== SOURCE RECORDS ==

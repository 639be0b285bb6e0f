//! Service-account access tokens.

use std::time::{Duration, Instant};

use async_trait::async_trait;
use chrono::Utc;
use jsonwebtoken::{Algorithm, EncodingKey, Header, encode};
use serde::{Deserialize, Serialize};
use tokio::sync::Mutex;
use tracing::debug;

use crate::error::SheetsError;

/// OAuth scope granting read/write access to spreadsheets.
pub const SPREADSHEETS_SCOPE: &str = "https://www.googleapis.com/auth/spreadsheets";
/// Google's OAuth 2.0 token endpoint.
pub const GOOGLE_TOKEN_URL: &str = "https://oauth2.googleapis.com/token";

const JWT_BEARER_GRANT: &str = "urn:ietf:params:oauth:grant-type:jwt-bearer";
const ASSERTION_LIFETIME_SECS: i64 = 3600;
/// Tokens are refreshed this long before their stated expiry.
const REFRESH_MARGIN: Duration = Duration::from_secs(60);

/// Supplies bearer tokens for Sheets requests.
#[async_trait]
pub trait TokenProvider: Send + Sync {
    /// Returns a currently valid access token.
    async fn access_token(&self) -> Result<String, SheetsError>;
}

/// A fixed token, for emulators and tests.
#[derive(Debug, Clone)]
pub struct StaticToken(pub String);

#[async_trait]
impl TokenProvider for StaticToken {
    async fn access_token(&self) -> Result<String, SheetsError> {
        Ok(self.0.clone())
    }
}

/// Service-account credentials.
#[derive(Clone)]
pub struct ServiceAccountKey {
    /// The account's `client_email`.
    pub client_email: String,
    /// PKCS#8 PEM private key.
    pub private_key_pem: String,
}

impl ServiceAccountKey {
    /// Builds a key, turning literal `\n` sequences (as found in env vars)
    /// into newlines.
    #[must_use]
    pub fn new(client_email: impl Into<String>, private_key: &str) -> Self {
        Self {
            client_email: client_email.into(),
            private_key_pem: private_key.replace("\\n", "\n"),
        }
    }
}

impl std::fmt::Debug for ServiceAccountKey {
    fn fmt(&self, f: &mut std::fmt::Formatter<'_>) -> std::fmt::Result {
        f.debug_struct("ServiceAccountKey")
            .field("client_email", &self.client_email)
            .field("private_key_pem", &"<redacted>")
            .finish()
    }
}

#[derive(Debug, Serialize)]
struct AssertionClaims {
    iss: String,
    scope: String,
    aud: String,
    iat: i64,
    exp: i64,
}

#[derive(Debug, Deserialize)]
struct TokenResponse {
    access_token: String,
    expires_in: u64,
}

#[derive(Debug)]
struct CachedToken {
    token: String,
    refresh_at: Instant,
}

/// Exchanges signed service-account assertions for access tokens.
pub struct ServiceAccountAuth {
    http: reqwest::Client,
    key: ServiceAccountKey,
    encoding_key: EncodingKey,
    token_url: String,
    cached: Mutex<Option<CachedToken>>,
}

impl ServiceAccountAuth {
    /// Creates an authenticator against Google's token endpoint.
    ///
    /// # Errors
    ///
    /// Returns `SheetsError::Key` if the private key is not a valid RSA PEM.
    pub fn new(http: reqwest::Client, key: ServiceAccountKey) -> Result<Self, SheetsError> {
        Self::with_token_url(http, key, GOOGLE_TOKEN_URL)
    }

    /// Creates an authenticator against a custom token endpoint.
    ///
    /// # Errors
    ///
    /// Returns `SheetsError::Key` if the private key is not a valid RSA PEM.
    pub fn with_token_url(
        http: reqwest::Client,
        key: ServiceAccountKey,
        token_url: impl Into<String>,
    ) -> Result<Self, SheetsError> {
        let encoding_key = EncodingKey::from_rsa_pem(key.private_key_pem.as_bytes())?;
        Ok(Self {
            http,
            key,
            encoding_key,
            token_url: token_url.into(),
            cached: Mutex::new(None),
        })
    }

    fn claims(&self, issued_at: i64) -> AssertionClaims {
        AssertionClaims {
            iss: self.key.client_email.clone(),
            scope: SPREADSHEETS_SCOPE.to_owned(),
            aud: self.token_url.clone(),
            iat: issued_at,
            exp: issued_at + ASSERTION_LIFETIME_SECS,
        }
    }

    async fn fetch_token(&self) -> Result<CachedToken, SheetsError> {
        let claims = self.claims(Utc::now().timestamp());
        let assertion = encode(&Header::new(Algorithm::RS256), &claims, &self.encoding_key)?;

        let response = self
            .http
            .post(&self.token_url)
            .form(&[("grant_type", JWT_BEARER_GRANT), ("assertion", assertion.as_str())])
            .send()
            .await?;
        let status = response.status();
        if !status.is_success() {
            let body = response.text().await.unwrap_or_default();
            return Err(SheetsError::Status {
                context: "token exchange",
                status: status.as_u16(),
                body,
            });
        }
        let token: TokenResponse = response.json().await?;
        debug!(expires_in = token.expires_in, "obtained sheets access token");

        let lifetime = Duration::from_secs(token.expires_in).saturating_sub(REFRESH_MARGIN);
        Ok(CachedToken {
            token: token.access_token,
            refresh_at: Instant::now() + lifetime,
        })
    }
}

impl std::fmt::Debug for ServiceAccountAuth {
    fn fmt(&self, f: &mut std::fmt::Formatter<'_>) -> std::fmt::Result {
        f.debug_struct("ServiceAccountAuth")
            .field("key", &self.key)
            .field("token_url", &self.token_url)
            .finish_non_exhaustive()
    }
}

#[async_trait]
impl TokenProvider for ServiceAccountAuth {
    async fn access_token(&self) -> Result<String, SheetsError> {
        let mut cached = self.cached.lock().await;
        if let Some(token) = cached.as_ref().filter(|t| Instant::now() < t.refresh_at) {
            return Ok(token.token.clone());
        }
        let fresh = self.fetch_token().await?;
        let token = fresh.token.clone();
        *cached = Some(fresh);
        Ok(token)
    }
}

===

Your answer should be the lines from the one containing "let body = response.text().await.unwrap_or_default();" through the last line of the records, repeated exactly and with nothing added.

            let body = response.text().await.unwrap_or_default();
            return Err(SheetsError::Status {
                context: "token exchange",
                status: status.as_u16(),
                body,
            });
        }
        let token: TokenResponse = response.json().await?;
        debug!(expires_in = token.expires_in, "obtained sheets access token");

        let lifetime = Duration::from_secs(token.expires_in).saturating_sub(REFRESH_MARGIN);
        Ok(CachedToken {
            token: token.access_token,
            refresh_at: Instant::now() + lifetime,
        })
    }
}

impl std::fmt::Debug for ServiceAccountAuth {
    fn fmt(&self, f: &mut std::fmt::Formatter<'_>) -> std::fmt::Result {
        f.debug_struct("ServiceAccountAuth")
            .field("key", &self.key)
            .field("token_url", &self.token_url)
            .finish_non_exhaustive()
    }
}

#[async_trait]
impl TokenProvider for ServiceAccountAuth {
    async fn access_token(&self) -> Result<String, SheetsError> {
        let mut cached = self.cached.lock().await;
        if let Some(token) = cached.as_ref().filter(|t| Instant::now() < t.refresh_at) {
            return Ok(token.token.clone());
        }
        let fresh = self.fetch_token().await?;
        let token = fresh.token.clone();
        *cached = Some(fresh);
        Ok(token)
    }
}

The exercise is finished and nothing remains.